1er essai avec, peut-être, le comic-book le plus cité quand on parle de polar, la référence en quelque sorte, je dois dire que je n'ai pas été déçu : Essai transformé, rendez-vous au prochain tome. Voila. Fin de l'histoire.
Plus sérieusement, Stray Bullets t.1, c'est 4 épisodes d'une trentaine de pages, épisodes quasi-indépendants puisque ils proposent une histoire compléte à chaque fois, un morceau de vie des protagonistes, et cela à des époques différentes, mais des histoires qui commencent déjà à s'entrecroiser, où on reconnait tel personnage, où on commence à sentir les liens se resserer. C'est très bien joué pour Lapham, surtout après seulement 4 épisodes.

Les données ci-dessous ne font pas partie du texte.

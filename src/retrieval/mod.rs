//! Hybrid retrieval
//!
//! Semantic and keyword seeds are merged with the hybrid boost, expanded
//! through the relationship graph and ranked with GARS. An optional
//! re-ranker (local cross-encoder or an LLM) can reorder the final list.

mod fusion;
mod pipeline;
mod reranker;
pub mod scoring;

pub use fusion::{hybrid_merge, SeedCandidate};
pub use pipeline::{PipelineTrace, SearchPipeline, Stage};
pub use reranker::{
    parse_verdicts, rerank_hits, CrossEncoderReranker, LlmClient, LlmReranker, RerankCandidate,
    RerankError, RerankPayload, RerankVerdict, Reranker,
};

use crate::index::ChunkRef;
use serde::Serialize;
use thiserror::Error;

#[derive(Error, Debug)]
pub enum SearchError {
    #[error("Invalid query: {0}")]
    InvalidQuery(String),

    #[error("Reranking failed: {0}")]
    Rerank(#[from] RerankError),
}

/// How a hit entered the candidate set
#[derive(Debug, Clone, Copy, PartialEq, Eq, Serialize)]
#[serde(rename_all = "lowercase")]
pub enum HitOrigin {
    /// Found by vector or keyword search
    Seed,
    /// Discovered only through graph expansion
    Graph,
}

/// A ranked search result
///
/// Comes out of the pipeline hollow (`excerpt` is `None`); hydration fills
/// the excerpt from the live document.
#[derive(Debug, Clone, Serialize)]
pub struct SearchHit {
    pub path: String,
    /// Final GARS score (or re-rank score once re-ranked)
    pub score: f32,
    /// Seed-stage hybrid score, 0 for graph discoveries
    pub similarity: f32,
    pub centrality: f32,
    /// Spreading activation inherited from a seed, 0 for seeds
    pub activation: f32,
    pub origin: HitOrigin,
    pub keyword_match: bool,
    pub title_match: bool,
    /// Best matching chunk; `None` for graph discoveries
    #[serde(skip_serializing_if = "Option::is_none")]
    pub chunk: Option<ChunkRef>,
    #[serde(skip_serializing_if = "Option::is_none")]
    pub excerpt: Option<String>,
    #[serde(skip_serializing_if = "Option::is_none")]
    pub title: Option<String>,
    #[serde(skip_serializing_if = "Option::is_none")]
    pub token_count: Option<usize>,
    /// Re-ranker's explanation
    #[serde(skip_serializing_if = "Option::is_none")]
    pub reasoning: Option<String>,
}

impl SearchHit {
    /// Title if known, otherwise the path
    pub fn display_title(&self) -> &str {
        self.title.as_deref().unwrap_or(&self.path)
    }
}
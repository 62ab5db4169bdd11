use std::path::PathBuf;
use thiserror::Error;

/// Main error type for weft
#[derive(Error, Debug)]
pub enum WeftError {
    /// Configuration related errors
    #[error("Configuration error: {0}")]
    Config(String),

    /// Configuration validation errors
    #[error("Configuration validation failed: {errors:?}")]
    ConfigValidation { errors: Vec<ValidationError> },

    /// Configuration file not found
    #[error("Configuration file not found: {path}")]
    ConfigNotFound { path: PathBuf },

    /// Invalid configuration value
    #[error("Invalid configuration value at {path}: {message}")]
    InvalidConfigValue { path: String, message: String },

    /// Document source errors
    #[error("Document source error: {0}")]
    Source(String),

    /// Document missing from the source
    #[error("Document not found: {path}")]
    DocumentNotFound { path: String },

    /// IO errors
    #[error("IO error: {context}: {source}")]
    Io {
        source: std::io::Error,
        context: String,
    },

    /// TOML deserialization errors
    #[error("TOML error: {0}")]
    Toml(#[from] toml::de::Error),

    /// TOML serialization errors
    #[error("TOML serialization error: {0}")]
    TomlSerialization(#[from] toml::ser::Error),

    /// JSON errors
    #[error("JSON error: {context}: {source}")]
    Json {
        source: serde_json::Error,
        context: String,
    },

    /// Embedding provider errors
    #[error("Embedding error: {0}")]
    Embedding(#[from] crate::embedding::EmbeddingError),

    /// Index errors
    #[error("Index error: {0}")]
    Index(#[from] crate::index::IndexError),

    /// Snapshot encoding / decoding errors
    #[error("Snapshot error: {0}")]
    Snapshot(#[from] crate::storage::SnapshotError),

    /// Search errors
    #[error("Search error: {0}")]
    Search(#[from] crate::retrieval::SearchError),

    /// Background worker errors
    #[error("Worker error: {0}")]
    Worker(String),

    /// The worker has shut down and no longer accepts messages
    #[error("Worker is not running")]
    WorkerStopped,

    /// Work cancelled by a superseding request
    #[error("Operation cancelled: {0}")]
    Cancelled(String),

    /// Generic errors
    #[error(transparent)]
    Other(#[from] anyhow::Error),
}

/// Configuration validation error
#[derive(Debug, Clone)]
pub struct ValidationError {
    /// Path to the configuration key that failed validation
    pub path: String,
    /// Error message describing the validation failure
    pub message: String,
}

impl ValidationError {
    pub fn new(path: impl Into<String>, message: impl Into<String>) -> Self {
        Self {
            path: path.into(),
            message: message.into(),
        }
    }
}

/// Result type for weft operations
pub type Result<T> = std::result::Result<T, WeftError>;
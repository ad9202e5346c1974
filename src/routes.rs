use crate::{api::employee, error::ApiError};
use actix_web::web;

pub fn configure(cfg: &mut web::ServiceConfig) {
    // Body parse failures share the JSON error shape of every other error
    let json_config = web::JsonConfig::default()
        .error_handler(|err, _req| ApiError::InvalidBody(err.to_string()).into());

    cfg.app_data(json_config).service(
        web::scope("/employee")
            // /employee
            .service(
                web::resource("")
                    .route(web::get().to(employee::list_employees))
                    .route(web::post().to(employee::create_employee)),
            )
            // /employee/{id}
            .service(
                web::resource("/{id}")
                    .route(web::put().to(employee::update_employee))
                    .route(web::delete().to(employee::delete_employee)),
            ),
    );
}
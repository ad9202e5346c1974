use crate::error::ApiError;
use crate::model::employee::EmployeePayload;
use mongodb::bson::{Document, doc, oid::ObjectId};

pub const EMPLOYEES_COLLECTION: &str = "employees";

/// Parse a path identifier. Anything that is not 24 hex characters is a 400
/// and never reaches the database.
pub fn parse_object_id(raw: &str) -> Result<ObjectId, ApiError> {
    ObjectId::parse_str(raw).map_err(|_| ApiError::InvalidId(raw.to_string()))
}

pub fn id_filter(id: &ObjectId) -> Document {
    doc! { "_id": *id }
}

/// `$set` over the mutable fields; `_id` is never part of the update.
pub fn build_update_doc(payload: &EmployeePayload) -> Document {
    doc! {
        "$set": {
            "name": payload.name.as_str(),
            "salary": payload.salary,
            "age": payload.age,
        }
    }
}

Mais ce ne sont que des détails, le gros du scénario c'est quand même son ambiance sombre, poisseuse, ces petits morceaux de vie de nos protagonistes, bercés entre désespoir et nostalgie, dans un monde de violence auquel, malgré tout le mal qu'ils se donnent, ils ne pourront échapper. Stray Bullets est profondément intimiste dans sa façon de caractériser les personnages et très pessimiste quant à leur avenir. Pour l'instant, on ne dispose que de bribes d'histoires séparées, mais elles commencent déjà à former un tout d'une grande puissance.
Au niveau des dessins, David Lapham, dans un noir et blanc intense fait honneur au récit grâce à son trait maîtrisé et très puissant. Il multiplie les prises de vues sans rien perdre à la narration et le format 8 cases par page est réellement un atout et donne un grand rythme au récit.
En bref, Stray Bullets, dès le 1er tome, est déjà un grand polar, un livre qui nous prend aux tripes encore longtemps après la lecture, un livre d'une grande puissance. Vivement que je trouve la suite.